In this contribution, we propose a novel continuum mechanical concept to determine the homogenised mechanical response of random fibre networks. Their free energy is calculated as an average of the fibre free energy over the distribution of stretch, which forms the core of the new theory. The fibre-scale kinematic information contained in this distribution is intrinsic to the model and available for any state of macroscopic deformation in addition to the homogenised macroscopic response. In contrast to the various approaches that use directional averaging over the unit sphere, the presented model does not rely on a relation between fibre deformation and orientation, and therefore applies to highly non-affine networks as well as affine ones.
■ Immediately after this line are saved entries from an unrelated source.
//! Static game data: territories, cities, the hacking network topology, and
//! the per-`HackType` progress/trace curves (§3, §4.7, §9).
//!
//! Loaded once at server startup from a JSON document (§4.2's lobby host may
//! only override `SessionConfig`, not the catalog itself — the catalog is
//! server-operator configuration, not per-lobby).

use std::collections::HashMap;
use std::fs;
use std::path::Path;

use serde::{Deserialize, Serialize};

use standoff_core::entities::{City, HackingConnection, HackingNode, Territory};
use standoff_core::enums::HackType;
use standoff_core::types::GeoPos;

use crate::error::CatalogError;

const DEFAULT_CATALOG_JSON: &str = include_str!("../assets/default_catalog.json");

#[derive(Debug, Clone, Serialize, Deserialize)]
pub struct TerritoryDef {
    pub id: String,
    pub name: String,
    pub boundary_polygon: Vec<GeoPos>,
    pub city_ids: Vec<String>,
    pub starting_positions: Vec<GeoPos>,
}

#[derive(Debug, Clone, Serialize, Deserialize)]
pub struct CityDef {
    pub id: String,
    pub territory_id: String,
    pub position: GeoPos,
    pub population: u64,
}

#[derive(Debug, Clone, Serialize, Deserialize)]
pub struct HackNodeDef {
    pub id: String,
    pub position: GeoPos,
}

#[derive(Debug, Clone, Serialize, Deserialize)]
pub struct HackLinkDef {
    pub node_a: String,
    pub node_b: String,
}

/// Progress-per-tick and trace-per-tick for one `HackType` (§9 Open Question:
/// these curves are data, not hardcoded per-type constants).
#[derive(Debug, Clone, Copy, Serialize, Deserialize)]
pub struct HackCurveDef {
    pub progress_per_tick: f64,
    pub trace_per_tick: f64,
}

#[derive(Debug, Clone, Serialize, Deserialize)]
pub struct Catalog {
    pub territories: Vec<TerritoryDef>,
    pub cities: Vec<CityDef>,
    pub hacking_nodes: Vec<HackNodeDef>,
    pub hacking_links: Vec<HackLinkDef>,
    pub hack_curves: HashMap<HackType, HackCurveDef>,
}

impl Catalog {
    pub fn from_json_str(json: &str) -> Result<Self, CatalogError> {
        Ok(serde_json::from_str(json)?)
    }

    pub fn load_from_path(path: &Path) -> Result<Self, CatalogError> {
        let json = fs::read_to_string(path)?;
        Self::from_json_str(&json)
    }

    /// Built-in catalog shipped with the server, so it runs with no
    /// `--catalog` flag supplied.
    pub fn embedded() -> Self {
        Self::from_json_str(DEFAULT_CATALOG_JSON)
            .expect("embedded default catalog is valid JSON")
    }

    pub fn territory_ids(&self) -> Vec<&str> {
        self.territories.iter().map(|t| t.id.as_str()).collect()
    }

    pub fn territory(&self, id: &str) -> Option<&TerritoryDef> {
        self.territories.iter().find(|t| t.id == id)
    }

    pub fn hack_curve(&self, hack_type: HackType) -> Option<HackCurveDef> {
        self.hack_curves.get(&hack_type).copied()
    }

    /// Fresh, unowned `Territory` entities for a new session.
    pub fn build_territories(&self) -> HashMap<String, Territory> {
        self.territories
            .iter()
            .map(|def| {
                (
                    def.id.clone(),
                    Territory {
                        id: def.id.clone(),
                        name: def.name.clone(),
                        boundary_polygon: def.boundary_polygon.clone(),
                        city_ids: def.city_ids.clone(),
                        starting_positions: def.starting_positions.clone(),
                        owner_id: None,
                    },
                )
            })
            .collect()
    }

    /// Fresh, undamaged `City` entities for a new session.
    pub fn build_cities(&self) -> HashMap<String, City> {
        self.cities
            .iter()
            .map(|def| {
                (
                    def.id.clone(),
                    City {
                        id: def.id.clone(),
                        territory_id: def.territory_id.clone(),
                        geo_position: def.position,
                        population: def.population,
                        max_population: def.population,
                        destroyed: false,
                    },
                )
            })
            .collect()
    }

    pub fn build_hacking_nodes(&self) -> HashMap<String, HackingNode> {
        self.hacking_nodes
            .iter()
            .map(|def| {
                (
                    def.id.clone(),
                    HackingNode {
                        id: def.id.clone(),
                        position: def.position,
                        owner_id: None,
                        up: true,
                    },
                )
            })
            .collect()
    }

    pub fn build_hacking_connections(&self) -> Vec<HackingConnection> {
        self.hacking_links
            .iter()
            .map(|def| HackingConnection {
                node_a: def.node_a.clone(),
                node_b: def.node_b.clone(),
                up: true,
            })
            .collect()
    }
}

#[cfg(test)]
mod tests {
    use super::*;

    #[test]
    fn embedded_catalog_parses() {
        let catalog = Catalog::embedded();
        assert!(!catalog.territories.is_empty());
        assert!(!catalog.cities.is_empty());
    }

    #[test]
    fn every_city_belongs_to_a_listed_territory() {
        let catalog = Catalog::embedded();
        let territory_ids: std::collections::HashSet<_> =
            catalog.territories.iter().map(|t| t.id.as_str()).collect();
        for city in &catalog.cities {
            assert!(
                territory_ids.contains(city.territory_id.as_str()),
                "city {} references unknown territory {}",
                city.id,
                city.territory_id
            );
        }
    }

    #[test]
    fn every_territory_city_id_resolves_to_a_real_city() {
        let catalog = Catalog::embedded();
        let city_ids: std::collections::HashSet<_> =
            catalog.cities.iter().map(|c| c.id.as_str()).collect();
        for territory in &catalog.territories {
            for city_id in &territory.city_ids {
                assert!(
                    city_ids.contains(city_id.as_str()),
                    "territory {} references unknown city {}",
                    territory.id,
                    city_id
                );
            }
        }
    }

    #[test]
    fn every_hack_type_has_a_curve() {
        let catalog = Catalog::embedded();
        for hack_type in [
            HackType::BlindRadar,
            HackType::DelaySilo,
            HackType::RevealTarget,
            HackType::DisableSatelliteComm,
        ] {
            assert!(
                catalog.hack_curve(hack_type).is_some(),
                "missing hack curve for {hack_type:?}"
            );
        }
    }

    #[test]
    fn hacking_links_reference_real_nodes() {
        let catalog = Catalog::embedded();
        let node_ids: std::collections::HashSet<_> =
            catalog.hacking_nodes.iter().map(|n| n.id.as_str()).collect();
        for link in &catalog.hacking_links {
            assert!(node_ids.contains(link.node_a.as_str()));
            assert!(node_ids.contains(link.node_b.as_str()));
        }
    }

    #[test]
    fn build_cities_copies_population_into_max_population() {
        let catalog = Catalog::embedded();
        let cities = catalog.build_cities();
        for def in &catalog.cities {
            let city = &cities[&def.id];
            assert_eq!(city.population, def.population);
            assert_eq!(city.max_population, def.population);
            assert!(!city.destroyed);
        }
    }
}
//! Scripted AI opponent (§4.9): placement, mode flips, population-weighted
//! salvos, each gated by the session's current DEFCON phase.

pub mod controller;
pub mod profiles;

pub use controller::AiState;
In the present Part I of the work, the new concept is formally introduced, put into perspective with current approaches, and elaborated for the case of networks of elastic fibres with uniform orientation distribution, which generate a macroscopically isotropic hyperelastic response. The essential constitutive assumption of the theory establishes a relation between the macroscopic deformation of the network and the microscopic stretch distribution within. A phenomenological approach is used to illustrate the new concept, expressing statistical moments of the stretch distribution in terms of the macroscopic principal strain invariants. Application of the concept to 2D and 3D Voronoi networks with fibres of different properties finally exemplifies the accurate agreement of the model with discrete network simulations in terms of both the macroscopic and microscopic response. While the here presented phenomenological variant of the approach therefore represents an advance in the analytical multiscale modelling of network materials itself, the work also provides the basis for further developments, where the relation between the stretch distribution and macroscopic strain is derived from alternative principles.